* [Exercise requirements]
Every line in the records below that holds the word "take" is to be copied.

* [Record excerpts]

//! Binary object codec (the CBOR subset the wire format uses).
//!
//! Values are 64-bit signed integers (negative map keys included), byte
//! strings, UTF-8 text strings, arrays, maps, semantic tags, and the
//! simple values `false`/`true`/`null`. The decoder is a cursor over the
//! input that reports the byte offset of every failure and exposes its
//! position via [`Decoder::pos`], so a caller can bracket
//! [`Decoder::decode_value`] calls and recover the exact byte range of any
//! element. The signature envelope relies on that: signed byte ranges are
//! re-used as received, never rebuilt from parsed values, because the
//! encoding is not canonical and re-encoding can silently change the
//! signed bytes.
//!
//! The encoder always emits minimal-length headers; the decoder accepts
//! non-minimal ones (they occur on the wire).

use crate::errors::HcertError;

/// Nesting cap for arrays, maps, and tags. Certificates nest a handful of
/// levels; anything deeper is hostile input.
pub const MAX_NESTING_DEPTH: u32 = 32;

/// A decoded binary object.
#[derive(Debug, Clone, PartialEq, Eq)]
pub enum Value {
    /// Signed 64-bit integer (majors 0 and 1).
    Integer(i64),
    /// Byte string (major 2).
    Bytes(Vec<u8>),
    /// UTF-8 text string (major 3).
    Text(String),
    /// Ordered array (major 4).
    Array(Vec<Value>),
    /// Map with insertion-ordered entries (major 5). Keys are not required
    /// to be unique or sorted by the decoder; lookups take the first match.
    Map(Vec<(Value, Value)>),
    /// Semantic tag (major 6).
    Tag(u64, Box<Value>),
    /// Boolean simple value.
    Bool(bool),
    /// Null simple value.
    Null,
}

impl Value {
    /// The integer value, if this is an integer.
    #[must_use]
    pub const fn as_integer(&self) -> Option<i64> {
        match self {
            Self::Integer(n) => Some(*n),
            _ => None,
        }
    }

    /// The byte-string contents, if this is a byte string.
    #[must_use]
    pub fn as_bytes(&self) -> Option<&[u8]> {
        match self {
            Self::Bytes(b) => Some(b),
            _ => None,
        }
    }

    /// The text contents, if this is a text string.
    #[must_use]
    pub fn as_text(&self) -> Option<&str> {
        match self {
            Self::Text(s) => Some(s),
            _ => None,
        }
    }

    /// The elements, if this is an array.
    #[must_use]
    pub fn as_array(&self) -> Option<&[Value]> {
        match self {
            Self::Array(items) => Some(items),
            _ => None,
        }
    }

    /// The entries, if this is a map.
    #[must_use]
    pub fn as_map(&self) -> Option<&[(Value, Value)]> {
        match self {
            Self::Map(entries) => Some(entries),
            _ => None,
        }
    }

    /// Look up an integer-keyed map entry.
    #[must_use]
    pub fn map_get(&self, key: i64) -> Option<&Value> {
        self.as_map()?
            .iter()
            .find(|(k, _)| k.as_integer() == Some(key))
            .map(|(_, v)| v)
    }

    /// Look up a text-keyed map entry.
    #[must_use]
    pub fn map_get_text(&self, key: &str) -> Option<&Value> {
        self.as_map()?
            .iter()
            .find(|(k, _)| k.as_text() == Some(key))
            .map(|(_, v)| v)
    }

    /// Strip one semantic tag, if present.
    #[must_use]
    pub fn untag(&self) -> &Self {
        match self {
            Self::Tag(_, inner) => inner,
            other => other,
        }
    }
}

// ——— Encoding ———————————————————————————————————————————————————————

/// Encode a value to bytes.
#[must_use]
pub fn to_vec(value: &Value) -> Vec<u8> {
    let mut out = Vec::new();
    encode_value(value, &mut out);
    out
}

/// Append the encoding of `value` to `out`.
pub fn encode_value(value: &Value, out: &mut Vec<u8>) {
    match value {
        Value::Integer(n) => {
            if *n >= 0 {
                encode_header(0, *n as u64, out);
            } else {
                encode_header(1, !(*n) as u64, out);
            }
        }
        Value::Bytes(bytes) => {
            encode_header(2, bytes.len() as u64, out);
            out.extend_from_slice(bytes);
        }
        Value::Text(text) => {
            encode_header(3, text.len() as u64, out);
            out.extend_from_slice(text.as_bytes());
        }
        Value::Array(items) => {
            encode_header(4, items.len() as u64, out);
            for item in items {
                encode_value(item, out);
            }
        }
        Value::Map(entries) => {
            encode_header(5, entries.len() as u64, out);
            for (key, val) in entries {
                encode_value(key, out);
                encode_value(val, out);
            }
        }
        Value::Tag(tag, inner) => {
            encode_header(6, *tag, out);
            encode_value(inner, out);
        }
        Value::Bool(b) => out.push(0xE0 | if *b { 21 } else { 20 }),
        Value::Null => out.push(0xE0 | 22),
    }
}

/// Minimal-length head: major type in the top three bits, argument in the
/// shortest additional-info form that holds it.
fn encode_header(major: u8, arg: u64, out: &mut Vec<u8>) {
    let m = major << 5;
    if arg < 24 {
        out.push(m | arg as u8);
    } else if arg <= 0xFF {
        out.push(m | 24);
        out.push(arg as u8);
    } else if arg <= 0xFFFF {
        out.push(m | 25);
        out.extend_from_slice(&(arg as u16).to_be_bytes());
    } else if arg <= 0xFFFF_FFFF {
        out.push(m | 26);
        out.extend_from_slice(&(arg as u32).to_be_bytes());
    } else {
        out.push(m | 27);
        out.extend_from_slice(&arg.to_be_bytes());
    }
}

// ——— Decoding ———————————————————————————————————————————————————————

/// Decode exactly one value from `bytes`, rejecting trailing input.
pub fn from_slice(bytes: &[u8]) -> Result<Value, HcertError> {
    let mut decoder = Decoder::new(bytes);
    let value = decoder.decode_value()?;
    if decoder.pos() != bytes.len() {
        return Err(HcertError::Parse {
            offset: decoder.pos(),
            reason: "trailing bytes after value",
        });
    }
    Ok(value)
}

/// Cursor decoder over a byte slice.
pub struct Decoder<'a> {
    buf: &'a [u8],
    pos: usize,
}

impl<'a> Decoder<'a> {
    /// Start decoding at the beginning of `buf`.
    #[must_use]
    pub const fn new(buf: &'a [u8]) -> Self {
        Self { buf, pos: 0 }
    }

    /// Current byte offset. Bracketing a [`Self::decode_value`] call with
    /// two `pos()` reads yields the exact byte range of that element.
    #[must_use]
    pub const fn pos(&self) -> usize {
        self.pos
    }

    /// Bytes left in the input.
    #[must_use]
    pub const fn remaining(&self) -> usize {
        self.buf.len() - self.pos
    }

    /// Decode the value starting at the cursor, advancing past it.
    pub fn decode_value(&mut self) -> Result<Value, HcertError> {
        self.value_at_depth(0)
    }

    fn fail(&self, reason: &'static str) -> HcertError {
        HcertError::Parse {
            offset: self.pos,
            reason,
        }
    }

    fn take(&mut self, n: usize, reason: &'static str) -> Result<&'a [u8], HcertError> {
        if self.remaining() < n {
            return Err(self.fail(reason));
        }
        let slice = &self.buf[self.pos..self.pos + n];
        self.pos += n;
        Ok(slice)
    }

    /// Read an item head: `(major, additional-info, argument)`.
    fn header(&mut self) -> Result<(u8, u8, u64), HcertError> {
        let initial = self.take(1, "truncated item head")?[0];
        let major = initial >> 5;
        let info = initial & 0x1F;
        let arg = match info {
            0..=23 => u64::from(info),
            24 => u64::from(self.take(1, "truncated 1-byte argument")?[0]),
            25 => {
                let b = self.take(2, "truncated 2-byte argument")?;
                u64::from(u16::from_be_bytes([b[0], b[1]]))
            }
            26 => {
                let b = self.take(4, "truncated 4-byte argument")?;
                u64::from(u32::from_be_bytes([b[0], b[1], b[2], b[3]]))
            }
            27 => {
                let b = self.take(8, "truncated 8-byte argument")?;
                u64::from_be_bytes([b[0], b[1], b[2], b[3], b[4], b[5], b[6], b[7]])
            }
            28..=30 => return Err(self.fail("reserved additional-info value")),
            _ => return Err(self.fail("indefinite lengths not supported")),
        };
        Ok((major, info, arg))
    }

    /// Argument as a length, checked against the remaining input so a
    /// declared length can never outrun the buffer (or its allocation).
    fn length(&mut self, arg: u64) -> Result<usize, HcertError> {
        let len = usize::try_from(arg).map_err(|_| self.fail("length exceeds platform"))?;
        if len > self.remaining() {
            return Err(self.fail("declared length exceeds input"));
        }
        Ok(len)
    }

    fn value_at_depth(&mut self, depth: u32) -> Result<Value, HcertError> {
        if depth > MAX_NESTING_DEPTH {
            return Err(self.fail("nesting too deep"));
        }
        let (major, info, arg) = self.header()?;
        match major {
            0 => {
                let n = i64::try_from(arg).map_err(|_| self.fail("integer overflow"))?;
                Ok(Value::Integer(n))
            }
            1 => {
                let n = i64::try_from(arg).map_err(|_| self.fail("integer underflow"))?;
                Ok(Value::Integer(-1 - n))
            }
            2 => {
                let len = self.length(arg)?;
                let bytes = self.take(len, "truncated byte string")?;
                Ok(Value::Bytes(bytes.to_vec()))
            }
            3 => {
                let len = self.length(arg)?;
                let bytes = self.take(len, "truncated text string")?;
                let text = core::str::from_utf8(bytes)
                    .map_err(|_| self.fail("invalid utf-8 in text string"))?;
                Ok(Value::Text(text.to_owned()))
            }
            4 => {
                let count = self.length(arg)?;
                let mut items = Vec::with_capacity(count);
                for _ in 0..count {
                    items.push(self.value_at_depth(depth + 1)?);
                }
                Ok(Value::Array(items))
            }
            5 => {
                let count = self.length(arg)?;
                let mut entries = Vec::with_capacity(count);
                for _ in 0..count {
                    let key = self.value_at_depth(depth + 1)?;
                    let val = self.value_at_depth(depth + 1)?;
                    entries.push((key, val));
                }
                Ok(Value::Map(entries))
            }
            6 => {
                let inner = self.value_at_depth(depth + 1)?;
                Ok(Value::Tag(arg, Box::new(inner)))
            }
            // Simple values dispatch on the additional info, not the
            // argument: 0xF9.. is a float16, not simple(arg).
            _ => match info {
                20 => Ok(Value::Bool(false)),
                21 => Ok(Value::Bool(true)),
                22 => Ok(Value::Null),
                _ => Err(self.fail("unsupported simple or float value")),
            },
        }
    }
}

* [Answer to this exercise]
    /// to be unique or sorted by the decoder; lookups take the first match.
    fn take(&mut self, n: usize, reason: &'static str) -> Result<&'a [u8], HcertError> {
        let initial = self.take(1, "truncated item head")?[0];
            24 => u64::from(self.take(1, "truncated 1-byte argument")?[0]),
                let b = self.take(2, "truncated 2-byte argument")?;
                let b = self.take(4, "truncated 4-byte argument")?;
                let b = self.take(8, "truncated 8-byte argument")?;
                let bytes = self.take(len, "truncated byte string")?;
                let bytes = self.take(len, "truncated text string")?;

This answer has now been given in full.